I thought the answer would be in Pub 17 but it refers you to Pub 550.
Liquidating distributions, sometimes called liquidating dividends, are distributions you receive
during a partial or complete liquidation of a corporation. These distributions are, at least in
part, one form of a return of capital. They may
be paid in one or more installments. You will receive Form 1099-DIV from the corporation
showing you the amount of the liquidating distribution in box 8 or 9.
Any liquidating distribution you receive is not
taxable to you until you have recovered the basis of your stock. After the basis of your stock
has been reduced to zero, you must report the
liquidating distribution as a capital gain.

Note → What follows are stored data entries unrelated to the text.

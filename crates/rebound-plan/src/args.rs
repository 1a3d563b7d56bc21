use std::{fs, path::PathBuf};

use anyhow::Context;
use clap::Parser;

use rebound_model::{DelayMs, ExponentialOptions, Step};
use rebound_observe::{LogConfig, LogFormat, LogLevel};

pub const DEFAULT_INITIAL_MS: DelayMs = 100;
pub const DEFAULT_MAX_MS: DelayMs = 10_000;
pub const DEFAULT_STEPS: Step = 10;

fn parse_steps(s: &str) -> Result<Step, String> {
    let value: Step = s
        .parse()
        .map_err(|_| format!("'{s}' is not a valid number"))?;

    if value == 0 {
        return Err("steps must be at least 1".to_string());
    }
    Ok(value)
}

/// Print the delays an exponential backoff would hand to a retry loop.
#[derive(Parser, Debug)]
#[command(name = "rebound-plan", version)]
pub struct Cli {
    /// JSON file with `initial`, `random` and `max` fields
    #[arg(long, conflicts_with_all = ["initial", "random", "max"])]
    pub config: Option<PathBuf>,

    /// Base delay in milliseconds
    #[arg(long, default_value_t = DEFAULT_INITIAL_MS)]
    pub initial: DelayMs,

    /// Jitter bound, in steps subtracted from the exponent
    #[arg(long, default_value_t = 0.0)]
    pub random: f64,

    /// Delay ceiling in milliseconds
    #[arg(long, default_value_t = DEFAULT_MAX_MS)]
    pub max: DelayMs,

    /// Number of attempts to plan
    #[arg(long, default_value_t = DEFAULT_STEPS, value_parser = parse_steps)]
    pub steps: Step,

    /// Seed the jitter source for a reproducible plan
    #[arg(long)]
    pub seed: Option<u64>,

    /// Print the plan as JSON
    #[arg(long)]
    pub json: bool,

    /// Log filter expression
    #[arg(long, env = "REBOUND_LOG", default_value = "warn")]
    pub log_level: LogLevel,

    /// Log output: text, json or journald
    #[arg(long, default_value = "text")]
    pub log_format: LogFormat,
}

impl Cli {
    /// Backoff options from `--config`, or from the individual flags.
    pub fn options(&self) -> anyhow::Result<ExponentialOptions> {
        let Some(path) = &self.config else {
            return Ok(ExponentialOptions::new(self.initial, self.random, self.max));
        };

        let raw = fs::read_to_string(path)
            .with_context(|| format!("failed to read {}", path.display()))?;
        serde_json::from_str(&raw).with_context(|| format!("failed to parse {}", path.display()))
    }

    pub fn log_config(&self) -> LogConfig {
        LogConfig {
            format: self.log_format,
            level: self.log_level.clone(),
            with_targets: false,
            ..Default::default()
        }
    }
}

Whether you report the gain as a long-term or
short-term capital gain depends on how long
you have held the stock
I think since I wrote that last reply, I found out some more about this subject. I had a couple clients who received substantial CLD's from the same stock -- Altaba. Funny thing is, they also received them in 2019, and I'm not sure I reported them correctly. Turns out Altaba is what Yahoo turned into, after all they had left was some Alibaba stock that the predecessor AOL's CEO had thought might be a good idea. (I might have this history wrong.) Anyway, most investors probably recovered their basis, and then some, in 2019; by 2020 it was all LTCG. On Schwab 1099's, no explanation was given. On Merrill Lynch 1099's, the proceeds also showed up on the 1099-B sales reports, with basis (at least for one client) shown as zero.